Nenhuma história de amor começa sem um
pouco de mentira, os filmes
e novelas provam. A verdade é estéril, seca e sem poesia. No dia seguinte Rita desceu
mais cedo, precisava quebrar paradigmas, entrou no taxi pela porta da frente, junto
com um tsunami de perfume floral. O carro partiu, tímido e desajeitado.
“Posso pedir uma coisa? Um favor?” Arriscou enrouquecida.
Espanto!
“Meus
pais querem que eu case. Menti e disse que tinha alguém. Amanhã vou vê-los e
preciso de um noivo. Pensei que você poderia fingir e me ajudar.”
“Eu?
Seu Noivo?”
“Porque
não?”
A
frase seguinte era verdadeira, porém, de tanto ensaio, soou falsa.
“Não sei se poderia arranjar um
noivo melhor.”
Sábado, quando desceram
do carro, ela colocou o braço na cintura dele. Oswaldo derrapava no papel. O pai
não entendia nada e a mãe compreendia tudo. Na viagem de volta não se tocaram, mas
no portão o ‘noivo’ disse:
“Queria que fosse verdade.”
“Às vezes basta querer para
ser.”
Três
meses depois aconteceu o casamento, tinha um marido e um pai já consumado e confirmado, oito meses
e a garotinha nasceu. Lara, porque as fantasias eróticas de Rita eram com Omar
Sharif do Doutor Jivago.
Oswaldo
era feliz, parecia um leão reprodutor que, para surpresa da leoa, era bom de coito.

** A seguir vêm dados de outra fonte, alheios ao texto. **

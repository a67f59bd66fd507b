//! Generation run driver.
//!
//! Walks a [`GenerationPlan`] for one project: claims the project, asks the
//! blueprint provider for a manifest, then generates and writes every file
//! in order. File-level failures are logged and skipped; anything else ends
//! the run in `FAILED`.

use std::path::{Path, PathBuf};
use std::sync::Arc;

use tracing::{error, info, instrument, warn};
use uuid::Uuid;

use crate::adapters::{BlueprintProvider, ContentProvider, ContentRequest};
use crate::domain::{
    FileOutcome, LogEntry, LogStep, Project, ProjectStatus, SectionName, Spec,
};

use super::audit_log::AuditLog;
use super::error::GenerationError;
use super::fence::strip_code_fences;
use super::file_writer::{FileWriter, WrittenFile};
use super::plan::{FileTask, GenerationPlan, SectionPlan};
use super::status_store::StatusStore;

/// Progress phase labels written to `current_step`
pub mod phase {
    pub const QUEUED: &str = "Queued for generation";
    pub const INITIALIZING: &str = "Initializing AI-driven project generation";
    pub const PLANNING: &str = "Creating project blueprint with AI";
    pub const STRUCTURE: &str = "Creating project structure";
    pub const FINALIZING: &str = "Finalizing project";
}

/// Summary of a finished run
#[derive(Debug, Clone, Copy, PartialEq, Eq)]
pub struct RunSummary {
    pub total_files: usize,
    pub succeeded: usize,
}

/// Drives generation runs
pub struct Orchestrator {
    blueprints: Arc<dyn BlueprintProvider>,
    content: Arc<dyn ContentProvider>,
    status: Arc<StatusStore>,
    audit: Arc<AuditLog>,
    writer: FileWriter,
    output_root: PathBuf,
}

impl Orchestrator {
    /// Create an orchestrator writing below `output_root`
    pub fn new(
        blueprints: Arc<dyn BlueprintProvider>,
        content: Arc<dyn ContentProvider>,
        status: Arc<StatusStore>,
        audit: Arc<AuditLog>,
        output_root: PathBuf,
    ) -> Self {
        Self {
            blueprints,
            content,
            status,
            audit,
            writer: FileWriter::new(),
            output_root,
        }
    }

    pub fn output_root(&self) -> &Path {
        &self.output_root
    }

    /// Output directory of a project
    pub fn project_root(&self, project_id: Uuid) -> PathBuf {
        self.output_root.join(project_id.to_string())
    }

    /// Claim a `PENDING` project and execute one run to a terminal state
    ///
    /// Outcomes are observable only through the status store and the audit
    /// log. A project that is not `PENDING` is left untouched, so a second
    /// call while a run is in flight does nothing.
    #[instrument(skip(self), fields(project_id = %project_id))]
    pub async fn run(&self, project_id: Uuid) {
        let claimed = self
            .status
            .transition_from(
                project_id,
                ProjectStatus::Pending,
                ProjectStatus::Generating,
                Some(phase::QUEUED.into()),
            )
            .await;

        match claimed {
            Ok(project) => self.drive(project).await,
            Err(e) => warn!(error = %e, "Cannot start generation run"),
        }
    }

    /// Execute a run for a project the caller has already claimed
    pub(crate) async fn run_claimed(&self, project: Project) {
        if !project.is_generating() {
            warn!(project_id = %project.id, status = %project.status, "Run handed an unclaimed project");
            return;
        }
        self.drive(project).await;
    }

    async fn drive(&self, project: Project) {
        let project_id = project.id;

        match self.execute(&project).await {
            Ok(summary) => info!(
                %project_id,
                total = summary.total_files,
                succeeded = summary.succeeded,
                "Generation run finished"
            ),
            Err(e) => self.fail_run(project_id, &e).await,
        }
    }

    async fn execute(&self, project: &Project) -> Result<RunSummary, GenerationError> {
        let project_id = project.id;

        let spec = self
            .status
            .load_spec(project_id)
            .await?
            .ok_or(GenerationError::MissingSpec)?;

        self.set_phase(project_id, phase::INITIALIZING).await?;
        self.record(LogEntry::new(
            project_id,
            LogStep::Initialization,
            format!("Starting AI generation for project: {}", project.name),
        ))
        .await;

        self.set_phase(project_id, phase::PLANNING).await?;
        self.record(LogEntry::new(
            project_id,
            LogStep::Planning,
            "Generating project architecture blueprint...",
        ))
        .await;

        let blueprint = self
            .blueprints
            .generate(&project.name, &project.tech_stack, &spec)
            .await?;
        let plan = GenerationPlan::from_blueprint(&blueprint);

        self.record(LogEntry::new(
            project_id,
            LogStep::Planning,
            format!("Blueprint generated with {} files", plan.total_files()),
        ))
        .await;

        self.set_phase(project_id, phase::STRUCTURE).await?;
        let project_root = self.project_root(project_id);
        tokio::fs::create_dir_all(&project_root).await.map_err(|e| {
            GenerationError::storage(format!("create {}", project_root.display()), e)
        })?;
        self.record(LogEntry::new(
            project_id,
            LogStep::Structure,
            format!("Created project directory {}", project_root.display()),
        ))
        .await;

        let succeeded = self
            .generate_sections(project, &spec, &plan, &project_root)
            .await?;

        self.set_phase(project_id, phase::FINALIZING).await?;
        self.record(LogEntry::new(
            project_id,
            LogStep::Finalization,
            format!("Generated {} files successfully", succeeded),
        ))
        .await;

        self.status
            .transition(project_id, ProjectStatus::Done, None)
            .await?;
        self.record(LogEntry::new(
            project_id,
            LogStep::Complete,
            "Project generation completed",
        ))
        .await;

        Ok(RunSummary {
            total_files: plan.total_files(),
            succeeded,
        })
    }

    /// Walk the plan section by section; returns the number of files written
    async fn generate_sections(
        &self,
        project: &Project,
        spec: &Spec,
        plan: &GenerationPlan,
        project_root: &Path,
    ) -> Result<usize, GenerationError> {
        let total = plan.total_files();
        let mut succeeded = 0;

        for section in &plan.sections {
            self.set_phase(project.id, section.name.phase_label()).await?;
            let base_dir = section.base_dir(project_root);

            for task in &section.tasks {
                let rel_path = display_path(section.name, &task.path);
                let step = section.name.log_step();

                self.record(
                    LogEntry::new(
                        project.id,
                        step,
                        format!("Generating {} ({}/{})", rel_path, task.ordinal, total),
                    )
                    .with_path(&rel_path),
                )
                .await;

                match self
                    .generate_file(project, spec, section, task, &base_dir)
                    .await
                {
                    Ok(written) => {
                        succeeded += 1;
                        self.record(
                            LogEntry::new(project.id, step, format!("✓ Generated {}", rel_path))
                                .with_path(&rel_path)
                                .with_outcome(FileOutcome::Success)
                                .with_content(written.content_hash, written.size_bytes),
                        )
                        .await;
                    }
                    Err(e) => {
                        warn!(section = %section.name, path = %rel_path, error = %e, "File generation failed");
                        self.record(
                            LogEntry::new(
                                project.id,
                                step,
                                format!("✗ Failed to generate {}: {}", rel_path, e),
                            )
                            .with_path(&rel_path)
                            .with_outcome(FileOutcome::Failure)
                            .with_code(e.code()),
                        )
                        .await;
                    }
                }
            }
        }

        Ok(succeeded)
    }

    /// Generate and persist one file; every error stays scoped to this file
    async fn generate_file(
        &self,
        project: &Project,
        spec: &Spec,
        section: &SectionPlan,
        task: &FileTask,
        base_dir: &Path,
    ) -> Result<WrittenFile, GenerationError> {
        self.writer.prepare(base_dir, &task.path).await?;

        let request = ContentRequest {
            path: &task.path,
            purpose: &task.purpose,
            project_name: &project.name,
            framework: &section.framework,
            spec,
            related_files: &task.related_files,
        };
        let raw = self.content.generate(&request).await?;
        let content = strip_code_fences(&raw);

        self.writer.write(base_dir, &task.path, &content).await
    }

    async fn set_phase(&self, project_id: Uuid, label: &str) -> Result<(), GenerationError> {
        self.status
            .transition(project_id, ProjectStatus::Generating, Some(label.to_string()))
            .await
            .map(|_| ())
    }

    /// Append to the audit log; a failed append never affects the run
    async fn record(&self, entry: LogEntry) {
        if let Err(e) = self.audit.append(&entry).await {
            warn!(error = %e, step = entry.step.as_str(), "Failed to append audit entry");
        }
    }

    /// Log a fatal error and move the project to `FAILED`
    async fn fail_run(&self, project_id: Uuid, err: &GenerationError) {
        let message = format!("Generation failed: {}", err);
        error!(error = %err, code = %err.code(), "Generation run failed");

        self.record(
            LogEntry::new(project_id, LogStep::Error, message.clone()).with_code(err.code()),
        )
        .await;

        if let Err(e) = self.status.fail(project_id, message, err.code()).await {
            error!(error = %e, "Failed to record run failure");
        }
    }
}

/// Path of a file relative to the project root
pub fn display_path(section: SectionName, path: &str) -> String {
    match section.subdir() {
        Some(subdir) => format!("{}/{}", subdir, path),
        None => path.to_string(),
    }
}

Todo dia, antes de sair e depois de voltar, passava longo tempo adorando a
filha, estourando de contentamento.
“Lita. Litinha princesinha do
papai.”
A
bebe parecia amá-lo tanto, mais que ela. Difícil admitir, sua obra prima, seu
projeto pessoal, preferia o pai.
Rita
cuidava de tudo, porém Oswaldo era participante, acompanhava os exames, acalentava
Lita nas noites insones, estava sempre disponível. Foi com orgulho que levou a
filha para a escolinha quando completou dois anos. A data era um marco decisivo
no cronograma de Rita, por isso, um mês depois da entrada no maternal, chamou
Oswaldo para conversar.
(“Conversar? Conversa
nunca é bom.” )
A
esposa recitou um texto decorado. Explicou que viveu tempo demais sozinha, não
se acostumava com outra pessoa perto; não sabia dividir, nem compartilhar sua
vida. Pediu para ele sair de casa, prometeu ajudá-lo se precisasse. Falava uma
língua desconhecida, o marido não entendeu nem questionou nada, apenas
perguntou despeitado:
“Vai cuidar bem de Lita?”
Não
respondeu. Seu script não previa falas desnecessárias. Podia fechar o pavilhão,
o ‘Projeto Mãe’ foi um sucesso. Porém registrou que ele nunca havia pronunciado
o nome da garota. Sempre ‘Lita’. Porque? Era Rita com voz de criança?
Cuidar
da carreira e da criança sozinha não era fácil. A vida de Rita precisou ser
reprogramada, coisas que adorava foram cortadas. Cada saída noturna era uma
operação complexa. E o futuro exigiria mais, novas atividades entrariam na
rotina da garota: balé, línguas, natação, festinhas, tardes de estudo.
Princesas dão trabalho.
Oswaldo
voltou para o Paraná, mas manteve rigorosamente as visitas mensais. No domingo
combinado chegava pontualmente nove horas – coisa de neurótico pensava Rita –
trazia sempre um presente, um boneco de príncipe. Lita esperava o pai ansiosamente.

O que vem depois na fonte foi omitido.